* [SOURCE RECORDS]
══════
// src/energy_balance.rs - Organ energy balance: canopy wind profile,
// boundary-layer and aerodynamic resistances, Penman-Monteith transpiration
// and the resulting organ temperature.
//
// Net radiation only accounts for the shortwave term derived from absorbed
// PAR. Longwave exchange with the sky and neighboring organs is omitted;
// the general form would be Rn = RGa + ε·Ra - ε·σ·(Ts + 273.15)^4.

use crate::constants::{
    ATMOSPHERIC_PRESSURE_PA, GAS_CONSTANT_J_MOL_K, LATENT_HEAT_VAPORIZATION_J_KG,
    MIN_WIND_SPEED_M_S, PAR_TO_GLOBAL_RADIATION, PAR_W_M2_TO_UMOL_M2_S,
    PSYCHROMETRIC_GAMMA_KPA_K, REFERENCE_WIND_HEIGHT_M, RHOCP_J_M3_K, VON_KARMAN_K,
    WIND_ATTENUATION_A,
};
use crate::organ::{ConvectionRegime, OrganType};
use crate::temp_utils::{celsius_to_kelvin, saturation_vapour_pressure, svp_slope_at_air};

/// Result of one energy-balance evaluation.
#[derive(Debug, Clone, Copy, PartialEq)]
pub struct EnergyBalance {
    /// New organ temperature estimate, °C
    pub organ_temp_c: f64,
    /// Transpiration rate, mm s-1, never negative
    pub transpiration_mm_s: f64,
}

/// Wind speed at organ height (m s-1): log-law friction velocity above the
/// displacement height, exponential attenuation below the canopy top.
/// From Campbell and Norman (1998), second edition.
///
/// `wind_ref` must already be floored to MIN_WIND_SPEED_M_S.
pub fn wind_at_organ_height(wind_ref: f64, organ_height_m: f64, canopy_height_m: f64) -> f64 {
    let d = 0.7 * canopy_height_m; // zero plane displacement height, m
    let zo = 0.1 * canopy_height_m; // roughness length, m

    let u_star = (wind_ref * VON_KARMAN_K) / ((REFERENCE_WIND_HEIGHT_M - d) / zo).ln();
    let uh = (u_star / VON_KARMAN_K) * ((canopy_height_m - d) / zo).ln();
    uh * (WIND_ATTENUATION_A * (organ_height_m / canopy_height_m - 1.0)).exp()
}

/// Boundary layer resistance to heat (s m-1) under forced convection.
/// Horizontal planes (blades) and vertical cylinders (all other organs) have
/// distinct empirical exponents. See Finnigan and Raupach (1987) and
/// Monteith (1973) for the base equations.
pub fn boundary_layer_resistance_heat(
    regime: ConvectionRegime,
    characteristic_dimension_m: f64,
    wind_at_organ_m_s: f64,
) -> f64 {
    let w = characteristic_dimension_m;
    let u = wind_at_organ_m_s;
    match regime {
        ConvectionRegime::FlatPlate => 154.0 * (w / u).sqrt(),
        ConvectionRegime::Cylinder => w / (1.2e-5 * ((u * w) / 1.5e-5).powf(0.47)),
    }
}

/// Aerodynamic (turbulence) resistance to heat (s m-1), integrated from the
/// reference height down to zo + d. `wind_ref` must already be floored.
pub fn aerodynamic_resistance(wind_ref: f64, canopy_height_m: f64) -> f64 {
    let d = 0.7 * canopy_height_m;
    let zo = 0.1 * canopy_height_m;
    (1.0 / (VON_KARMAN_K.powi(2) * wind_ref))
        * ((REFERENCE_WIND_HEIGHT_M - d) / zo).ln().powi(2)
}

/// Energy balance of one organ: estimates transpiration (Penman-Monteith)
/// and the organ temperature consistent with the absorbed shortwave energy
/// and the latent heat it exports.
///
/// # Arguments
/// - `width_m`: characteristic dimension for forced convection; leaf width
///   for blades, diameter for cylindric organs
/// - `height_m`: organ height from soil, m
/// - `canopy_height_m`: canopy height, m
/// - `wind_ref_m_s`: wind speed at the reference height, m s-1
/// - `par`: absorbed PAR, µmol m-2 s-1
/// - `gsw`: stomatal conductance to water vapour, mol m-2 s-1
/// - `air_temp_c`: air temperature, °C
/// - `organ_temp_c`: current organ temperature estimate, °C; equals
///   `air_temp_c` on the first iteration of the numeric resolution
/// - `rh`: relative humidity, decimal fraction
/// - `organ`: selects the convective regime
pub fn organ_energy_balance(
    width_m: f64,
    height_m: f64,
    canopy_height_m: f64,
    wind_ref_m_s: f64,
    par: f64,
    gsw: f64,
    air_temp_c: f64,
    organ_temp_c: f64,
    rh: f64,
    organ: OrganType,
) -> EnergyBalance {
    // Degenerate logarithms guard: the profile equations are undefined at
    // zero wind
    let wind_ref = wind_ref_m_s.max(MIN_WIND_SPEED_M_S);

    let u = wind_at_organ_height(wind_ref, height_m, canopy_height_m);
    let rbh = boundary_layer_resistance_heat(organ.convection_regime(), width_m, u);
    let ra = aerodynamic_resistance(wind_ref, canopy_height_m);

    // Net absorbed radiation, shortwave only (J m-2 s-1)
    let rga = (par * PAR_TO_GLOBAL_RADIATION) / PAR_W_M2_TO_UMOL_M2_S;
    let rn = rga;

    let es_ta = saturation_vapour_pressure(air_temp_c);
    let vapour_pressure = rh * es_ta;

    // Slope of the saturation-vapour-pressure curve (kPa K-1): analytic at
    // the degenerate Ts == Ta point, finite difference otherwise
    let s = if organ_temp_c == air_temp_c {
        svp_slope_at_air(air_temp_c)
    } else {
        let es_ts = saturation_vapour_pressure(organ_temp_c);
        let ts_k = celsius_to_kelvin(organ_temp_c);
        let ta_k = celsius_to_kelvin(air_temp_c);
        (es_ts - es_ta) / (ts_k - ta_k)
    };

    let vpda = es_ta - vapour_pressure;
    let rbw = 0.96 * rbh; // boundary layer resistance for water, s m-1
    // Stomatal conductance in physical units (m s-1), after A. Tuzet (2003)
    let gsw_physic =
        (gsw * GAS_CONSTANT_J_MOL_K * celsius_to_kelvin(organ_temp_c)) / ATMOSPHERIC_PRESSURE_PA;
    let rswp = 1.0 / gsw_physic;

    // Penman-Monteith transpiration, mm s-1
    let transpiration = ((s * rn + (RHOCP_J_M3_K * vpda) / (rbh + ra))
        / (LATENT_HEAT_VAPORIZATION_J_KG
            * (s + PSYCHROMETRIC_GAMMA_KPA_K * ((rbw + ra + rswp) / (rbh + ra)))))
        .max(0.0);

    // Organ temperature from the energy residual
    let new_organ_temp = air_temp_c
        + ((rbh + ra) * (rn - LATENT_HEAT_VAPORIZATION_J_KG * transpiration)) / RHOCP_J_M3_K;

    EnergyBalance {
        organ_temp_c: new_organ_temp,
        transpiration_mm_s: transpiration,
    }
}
══════
* [WHAT YOU SHOULD DO] Extract the full listing and reproduce each line exactly.

* [RESULT OF THIS TASK]
// src/energy_balance.rs - Organ energy balance: canopy wind profile,
// boundary-layer and aerodynamic resistances, Penman-Monteith transpiration
// and the resulting organ temperature.
//
// Net radiation only accounts for the shortwave term derived from absorbed
// PAR. Longwave exchange with the sky and neighboring organs is omitted;
// the general form would be Rn = RGa + ε·Ra - ε·σ·(Ts + 273.15)^4.

use crate::constants::{
    ATMOSPHERIC_PRESSURE_PA, GAS_CONSTANT_J_MOL_K, LATENT_HEAT_VAPORIZATION_J_KG,
    MIN_WIND_SPEED_M_S, PAR_TO_GLOBAL_RADIATION, PAR_W_M2_TO_UMOL_M2_S,
    PSYCHROMETRIC_GAMMA_KPA_K, REFERENCE_WIND_HEIGHT_M, RHOCP_J_M3_K, VON_KARMAN_K,
    WIND_ATTENUATION_A,
};
use crate::organ::{ConvectionRegime, OrganType};
use crate::temp_utils::{celsius_to_kelvin, saturation_vapour_pressure, svp_slope_at_air};

/// Result of one energy-balance evaluation.
#[derive(Debug, Clone, Copy, PartialEq)]
pub struct EnergyBalance {
    /// New organ temperature estimate, °C
    pub organ_temp_c: f64,
    /// Transpiration rate, mm s-1, never negative
    pub transpiration_mm_s: f64,
}

/// Wind speed at organ height (m s-1): log-law friction velocity above the
/// displacement height, exponential attenuation below the canopy top.
/// From Campbell and Norman (1998), second edition.
///
/// `wind_ref` must already be floored to MIN_WIND_SPEED_M_S.
pub fn wind_at_organ_height(wind_ref: f64, organ_height_m: f64, canopy_height_m: f64) -> f64 {
    let d = 0.7 * canopy_height_m; // zero plane displacement height, m
    let zo = 0.1 * canopy_height_m; // roughness length, m

    let u_star = (wind_ref * VON_KARMAN_K) / ((REFERENCE_WIND_HEIGHT_M - d) / zo).ln();
    let uh = (u_star / VON_KARMAN_K) * ((canopy_height_m - d) / zo).ln();
    uh * (WIND_ATTENUATION_A * (organ_height_m / canopy_height_m - 1.0)).exp()
}

/// Boundary layer resistance to heat (s m-1) under forced convection.
/// Horizontal planes (blades) and vertical cylinders (all other organs) have
/// distinct empirical exponents. See Finnigan and Raupach (1987) and
/// Monteith (1973) for the base equations.
pub fn boundary_layer_resistance_heat(
    regime: ConvectionRegime,
    characteristic_dimension_m: f64,
    wind_at_organ_m_s: f64,
) -> f64 {
    let w = characteristic_dimension_m;
    let u = wind_at_organ_m_s;
    match regime {
        ConvectionRegime::FlatPlate => 154.0 * (w / u).sqrt(),
        ConvectionRegime::Cylinder => w / (1.2e-5 * ((u * w) / 1.5e-5).powf(0.47)),
    }
}

/// Aerodynamic (turbulence) resistance to heat (s m-1), integrated from the
/// reference height down to zo + d. `wind_ref` must already be floored.
pub fn aerodynamic_resistance(wind_ref: f64, canopy_height_m: f64) -> f64 {
    let d = 0.7 * canopy_height_m;
    let zo = 0.1 * canopy_height_m;
    (1.0 / (VON_KARMAN_K.powi(2) * wind_ref))
        * ((REFERENCE_WIND_HEIGHT_M - d) / zo).ln().powi(2)
}

/// Energy balance of one organ: estimates transpiration (Penman-Monteith)
/// and the organ temperature consistent with the absorbed shortwave energy
/// and the latent heat it exports.
///
/// # Arguments
/// - `width_m`: characteristic dimension for forced convection; leaf width
///   for blades, diameter for cylindric organs
/// - `height_m`: organ height from soil, m
/// - `canopy_height_m`: canopy height, m
/// - `wind_ref_m_s`: wind speed at the reference height, m s-1
/// - `par`: absorbed PAR, µmol m-2 s-1
/// - `gsw`: stomatal conductance to water vapour, mol m-2 s-1
/// - `air_temp_c`: air temperature, °C
/// - `organ_temp_c`: current organ temperature estimate, °C; equals
///   `air_temp_c` on the first iteration of the numeric resolution
/// - `rh`: relative humidity, decimal fraction
/// - `organ`: selects the convective regime
pub fn organ_energy_balance(
    width_m: f64,
    height_m: f64,
    canopy_height_m: f64,
    wind_ref_m_s: f64,
    par: f64,
    gsw: f64,
    air_temp_c: f64,
    organ_temp_c: f64,
    rh: f64,
    organ: OrganType,
) -> EnergyBalance {
    // Degenerate logarithms guard: the profile equations are undefined at
    // zero wind
    let wind_ref = wind_ref_m_s.max(MIN_WIND_SPEED_M_S);

    let u = wind_at_organ_height(wind_ref, height_m, canopy_height_m);
    let rbh = boundary_layer_resistance_heat(organ.convection_regime(), width_m, u);
    let ra = aerodynamic_resistance(wind_ref, canopy_height_m);

    // Net absorbed radiation, shortwave only (J m-2 s-1)
    let rga = (par * PAR_TO_GLOBAL_RADIATION) / PAR_W_M2_TO_UMOL_M2_S;
    let rn = rga;

    let es_ta = saturation_vapour_pressure(air_temp_c);
    let vapour_pressure = rh * es_ta;

    // Slope of the saturation-vapour-pressure curve (kPa K-1): analytic at
    // the degenerate Ts == Ta point, finite difference otherwise
    let s = if organ_temp_c == air_temp_c {
        svp_slope_at_air(air_temp_c)
    } else {
        let es_ts = saturation_vapour_pressure(organ_temp_c);
        let ts_k = celsius_to_kelvin(organ_temp_c);
        let ta_k = celsius_to_kelvin(air_temp_c);
        (es_ts - es_ta) / (ts_k - ta_k)
    };

    let vpda = es_ta - vapour_pressure;
    let rbw = 0.96 * rbh; // boundary layer resistance for water, s m-1
    // Stomatal conductance in physical units (m s-1), after A. Tuzet (2003)
    let gsw_physic =
        (gsw * GAS_CONSTANT_J_MOL_K * celsius_to_kelvin(organ_temp_c)) / ATMOSPHERIC_PRESSURE_PA;
    let rswp = 1.0 / gsw_physic;

    // Penman-Monteith transpiration, mm s-1
    let transpiration = ((s * rn + (RHOCP_J_M3_K * vpda) / (rbh + ra))
        / (LATENT_HEAT_VAPORIZATION_J_KG
            * (s + PSYCHROMETRIC_GAMMA_KPA_K * ((rbw + ra + rswp) / (rbh + ra)))))
        .max(0.0);

    // Organ temperature from the energy residual
    let new_organ_temp = air_temp_c
        + ((rbh + ra) * (rn - LATENT_HEAT_VAPORIZATION_J_KG * transpiration)) / RHOCP_J_M3_K;

    EnergyBalance {
        organ_temp_c: new_organ_temp,
        transpiration_mm_s: transpiration,
    }
}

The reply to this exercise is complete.